//! Per-node deletion notifications for collaborators that chain further
//! cleanup onto preview removal.

use tokio::sync::mpsc::UnboundedSender;

use crate::model::NodeId;

#[derive(Debug, Clone, Copy, PartialEq, Eq, Hash)]
pub enum DeletionKind {
    Folder,
    Image,
}

#[derive(Debug, Clone, Copy, PartialEq, Eq)]
pub struct DeletionEvent {
    pub kind: DeletionKind,
    pub node_id: NodeId,
}

/// Receives one event per successfully deleted node. Called from the deletion
/// workers, so implementations must be cheap and must not block.
pub trait DeletionListener: Send + Sync {
    fn on_deleted(&self, event: DeletionEvent);
}

impl<F> DeletionListener for F
where
    F: Fn(DeletionEvent) + Send + Sync,
{
    fn on_deleted(&self, event: DeletionEvent) {
        self(event)
    }
}

impl DeletionListener for UnboundedSender<DeletionEvent> {
    fn on_deleted(&self, event: DeletionEvent) {
        // a dropped receiver only means nobody is listening anymore
        let _ = self.send(event);
    }
}

/// Listener used when nobody subscribed.
#[derive(Debug, Default, Clone, Copy)]
pub struct NoopListener;

impl DeletionListener for NoopListener {
    fn on_deleted(&self, _event: DeletionEvent) {}
}

#[cfg(test)]
mod tests {
    use super::*;
    use std::sync::Mutex;

    #[test]
    fn test_closure_listener() {
        let seen = Mutex::new(Vec::new());
        let listener = |event: DeletionEvent| seen.lock().unwrap().push(event.node_id);

        listener.on_deleted(DeletionEvent {
            kind: DeletionKind::Folder,
            node_id: 7,
        });

        assert_eq!(*seen.lock().unwrap(), vec![7]);
    }

    #[tokio::test]
    async fn test_channel_listener() {
        let (tx, mut rx) = tokio::sync::mpsc::unbounded_channel();
        let event = DeletionEvent {
            kind: DeletionKind::Image,
            node_id: 42,
        };

        tx.on_deleted(event);

        assert_eq!(rx.recv().await, Some(event));
    }

    #[test]
    fn test_channel_listener_tolerates_closed_receiver() {
        let (tx, rx) = tokio::sync::mpsc::unbounded_channel();
        drop(rx);

        tx.on_deleted(DeletionEvent {
            kind: DeletionKind::Folder,
            node_id: 1,
        });
    }
}
//! Removes deleted preview paths from the search index, one batch per page.

use std::sync::Arc;

use tracing::debug;

use crate::error::IndexError;
use crate::metrics::CleanupMetrics;
use crate::store::{IndexTerm, IndexWriter};

pub struct IndexSynchronizer {
    index: Arc<dyn IndexWriter>,
    metrics: CleanupMetrics,
}

impl IndexSynchronizer {
    pub fn new(index: Arc<dyn IndexWriter>, metrics: CleanupMetrics) -> Self {
        Self { index, metrics }
    }

    /// Removal terms for a set of deleted paths: the exact path and the
    /// subtree below it, so documents that lived under a deleted folder go
    /// too.
    pub fn terms_for(paths: &[String]) -> Vec<IndexTerm> {
        paths
            .iter()
            .flat_map(|p| [IndexTerm::in_tree(p.as_str()), IndexTerm::path(p.as_str())])
            .collect()
    }

    /// Write one removal batch for `paths`. Nothing is written for an empty
    /// set. Failures are returned as is; they are not retried here.
    pub async fn sync_deletions(&self, paths: &[String]) -> Result<(), IndexError> {
        if paths.is_empty() {
            return Ok(());
        }

        let terms = Self::terms_for(paths);
        let count = terms.len();

        debug!(paths = paths.len(), terms = count, "Removing deleted previews from the index");
        self.index.remove_entries(terms).await?;
        self.metrics.record_index_batch(count);

        Ok(())
    }
}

——

The problem: In the records above, how many lines include the string "IndexSynchronizer"? Answer with only the number.

Response to this task: 2